Now I know I may be accused of looking at things through “green spectacles” but I really detected a subtle but important shift this year at Le Mans on the green front.
Of course the backdrop of the terrible events in the Gulf of Mexico have heightened everyone’s awareness of the importance of reducing our reliance on carbon fuels. But I was struck by how often during race week something happened which highlighted the fact that racing is going green.

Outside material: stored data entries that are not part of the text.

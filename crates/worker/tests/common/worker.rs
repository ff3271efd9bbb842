//! Worker test utilities.

use pkgmeta_core::config::AppConfig;
use pkgmeta_metadata::{MetadataStore, SqliteStore};
use pkgmeta_worker::{AppState, InMemoryDispatcher, InMemoryNotifier, create_router};
use std::sync::Arc;
use tempfile::TempDir;

/// A worker wired to a temporary SQLite store and in-memory sinks.
/// Note: #[allow(dead_code)] because each test file compiles common/ separately.
#[allow(dead_code)]
pub struct TestWorker {
    pub state: AppState,
    pub dispatcher: Arc<InMemoryDispatcher>,
    pub notifier: Arc<InMemoryNotifier>,
    _temp_dir: TempDir,
}

#[allow(dead_code)]
impl TestWorker {
    /// Create a worker with default configuration.
    pub async fn new() -> Self {
        Self::with_config(|_| {}).await
    }

    /// Create a worker with custom config modifications.
    pub async fn with_config<F>(modifier: F) -> Self
    where
        F: FnOnce(&mut AppConfig),
    {
        let temp_dir = tempfile::tempdir().expect("Failed to create temp directory");

        let db_path = temp_dir.path().join("metadata.db");
        let metadata: Arc<dyn MetadataStore> = Arc::new(
            SqliteStore::new(&db_path, None)
                .await
                .expect("Failed to create metadata store"),
        );

        let mut config = AppConfig::for_testing(db_path);
        modifier(&mut config);

        let dispatcher = Arc::new(InMemoryDispatcher::new());
        let notifier = Arc::new(InMemoryNotifier::new());
        let state = AppState::new(config, metadata, dispatcher.clone(), notifier.clone())
            .expect("Failed to create worker state");

        Self {
            state,
            dispatcher,
            notifier,
            _temp_dir: temp_dir,
        }
    }

    /// Get access to the underlying metadata.
    pub fn metadata(&self) -> Arc<dyn MetadataStore> {
        self.state.metadata.clone()
    }

    /// Build the operational router.
    pub fn router(&self) -> axum::Router {
        create_router(self.state.clone())
    }
}
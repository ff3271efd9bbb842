//! Fetch coordination and result synchronization for package metadata.
//!
//! This crate provides the moving parts around the metadata store:
//! - Fetch coordinator (freshness decisions, in-progress markers, triggers)
//! - Result synchronizer (per-section merges of fetch results)
//! - Fetch trigger dispatch and downstream component signals
//! - Integrity analysis of tracked components
//! - Orphaned record sweep
//! - Metrics and operational endpoints

pub mod consume;
pub mod coordinator;
pub mod dispatch;
pub mod error;
pub mod integrity_check;
pub mod maintenance;
pub mod merge;
pub mod metrics;
pub mod notify;
pub mod routes;
pub mod state;
pub mod synchronizer;
pub mod track;

pub use consume::{ConsumeStats, consume_lines};
pub use coordinator::{ComponentProjection, EvaluationOutcome, FetchCoordinator};
pub use dispatch::{FetchDispatcher, InMemoryDispatcher, LogDispatcher, OutboxDispatcher};
pub use error::{WorkerError, WorkerResult};
pub use maintenance::{MaintenanceStats, run_maintenance};
pub use notify::{ComponentSignal, DownstreamNotifier, InMemoryNotifier, LogNotifier};
pub use routes::create_router;
pub use state::AppState;
pub use synchronizer::{
    DiscardReason, PayloadOutcome, ResultSynchronizer, SyncError, SyncReport,
};
pub use track::{TrackRequest, track_component};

Firstly on Tuesday after the drivers’ briefing, I was invited up to meet the committee of race stewards. Now usually meeting the stewards means you’ve transgressed in some major way as a driver – but this time they wanted to ask me what my views were of the green racing agenda and how the ACO and Le Mans could accelerate their progress. We had a lively and fascinating discussion, and I got the strong impression that they were convinced of the importance of sustainability to racing in the future. We agreed that endurance sports car racing Le Mans-style has a number of facets that make it ideal to lead the way. That’s one of the reasons why the American Le Mans Series’ green racing program has been so effective.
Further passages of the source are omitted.